L’Organisation mondiale de la Santé (OMS) a déclaré une urgence de santé publique de portée internationale (USPPI) en réponse à l’épidémie d’Ebola en République démocratique du Congo (RDC) et en Ouganda. Cette déclaration a été faite lors d’une conférence de presse au siège de l’OMS à Genève. Le Dr Tedros Adhanom Ghebreyesus, Directeur général de l’OMS, a expliqué qu’il s’agissait de la première fois qu’une USPPI était déclarée suite à une épidémie dans ces deux pays, conformément à l’article 12 de la Charte de l’OMS. Le Dr Tedros a souligné que la déclaration d’une USPPI ne signifie pas nécessairement qu’il s’agit d’une épidémie ou d’une pandémie mondiale. Il a noté que l’évaluation actuelle des risques est élevée aux niveaux régional et international, mais plus faible au niveau mondial.
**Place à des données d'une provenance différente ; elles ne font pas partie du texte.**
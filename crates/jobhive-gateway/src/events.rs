use std::collections::HashMap;
use std::fmt::Write as _;
use std::sync::atomic::{AtomicU64, Ordering};
use std::sync::Arc;

use jobhive_bus::{EventBus, Topic};
use jobhive_schema::BusMessage;

/// Running count of bus events per topic.
#[derive(Debug)]
pub struct EventStats {
    counts: HashMap<Topic, AtomicU64>,
}

impl Default for EventStats {
    fn default() -> Self {
        Self {
            counts: Topic::ALL
                .iter()
                .map(|topic| (*topic, AtomicU64::new(0)))
                .collect(),
        }
    }
}

impl EventStats {
    pub fn new() -> Self {
        Self::default()
    }

    fn record(&self, topic: Topic) {
        if let Some(count) = self.counts.get(&topic) {
            count.fetch_add(1, Ordering::Relaxed);
        }
    }

    pub fn count(&self, topic: Topic) -> u64 {
        self.counts
            .get(&topic)
            .map_or(0, |count| count.load(Ordering::Relaxed))
    }

    /// `topic=count` pairs in [`Topic::ALL`] order.
    pub fn summary(&self) -> String {
        let mut out = String::new();
        for topic in Topic::ALL {
            if !out.is_empty() {
                out.push(' ');
            }
            let _ = write!(out, "{topic}={}", self.count(topic));
        }
        out
    }
}

/// Follow every gateway event: log it and count it in `stats`.
///
/// Subscribes before returning, so nothing published afterwards is missed.
/// The task ends once every publisher for `bus` is dropped.
pub async fn spawn_event_listener(
    bus: &EventBus,
    stats: Arc<EventStats>,
) -> tokio::task::JoinHandle<()> {
    let mut rx = bus.subscribe_all().await;
    tokio::spawn(async move {
        while let Some(msg) = rx.recv().await {
            stats.record(Topic::of(&msg));
            log_event(&msg);
        }
        tracing::debug!("event listener stopped");
    })
}

fn log_event(msg: &BusMessage) {
    match msg {
        BusMessage::MessageAccepted { trace_id, user_id } => {
            tracing::debug!(user_id = %user_id, trace_id = %trace_id, "message accepted");
        }
        BusMessage::WelcomeSent {
            user_id,
            session_id,
        } => {
            tracing::info!(user_id = %user_id, session_id = %session_id, "welcome sent");
        }
        BusMessage::SearchDispatched {
            user_id,
            request_id,
            kind,
            query,
            offset,
        } => {
            tracing::info!(
                user_id = %user_id,
                request_id = %request_id,
                kind = ?kind,
                query = %query,
                offset,
                "search dispatched"
            );
        }
        BusMessage::ResultsDelivered {
            user_id,
            request_id,
            count,
        } => {
            tracing::info!(user_id = %user_id, request_id = %request_id, count, "results delivered");
        }
        BusMessage::StaleResultDiscarded {
            user_id,
            request_id,
        } => {
            tracing::info!(user_id = %user_id, request_id = %request_id, "stale result discarded");
        }
        BusMessage::TaskFailed { user_id, error } => {
            tracing::warn!(user_id = %user_id, error = %error, "task failed");
        }
    }
}
//! Conversation state machine.
//!
//! A pure transition function over a persisted [`ConversationContext`]. It
//! performs no I/O: the orchestrator loads the context, applies one event,
//! persists the result and hands the returned [`Effect`]s to the caller.

mod effect;
mod event;
mod state;
mod transition;

pub use effect::Effect;
pub use event::ConversationEvent;
pub use state::{ConversationContext, ConversationState};
pub use transition::{transition, Transition, TransitionRules, DEFAULT_PAGE_SIZE};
Le Directeur général a révélé que 61 cas d’Ebola ont été confirmés en RDC, concentrés dans les régions de l’Ituri et du Kivu et dans les villes de Bunia et de Goma. L’épicentre principal de l’épidémie se situe dans la province d’Ituri, à l’est de la République démocratique du Congo, une région ravagée par un conflit armé persistant, ce qui rend difficile l’endiguement du virus, selon des experts de la santé de l’Université d’Oxford interrogés par The Independent. Ghebreyesus a ajouté que le risque ne se limite pas aux cas confirmés et inclut environ 600 cas suspects en République démocratique du Congo et en Ouganda. Le Dr Tedros a averti que ces chiffres devraient augmenter compte tenu de la longue période pendant laquelle la maladie est restée non détectée et non documentée.
L’OMS s’est inquiétée de la propagation de l’épidémie dans les zones urbaines et au-delà des frontières, notant que des cas ont été enregistrés dans la capitale ougandaise, Kampala, parmi des personnes revenant du Congo, ainsi que chez un citoyen américain transféré en Allemagne pour y être soigné. La crise est exacerbée par des défis sécuritaires et humanitaires complexes, en particulier dans la province d’Ituri, où le conflit armé a provoqué des vagues de déplacements et de réfugiés pour des milliers de personnes, ainsi que par la présence de mines antipersonnel qui entravent la circulation des équipes médicales et les efforts d’aide.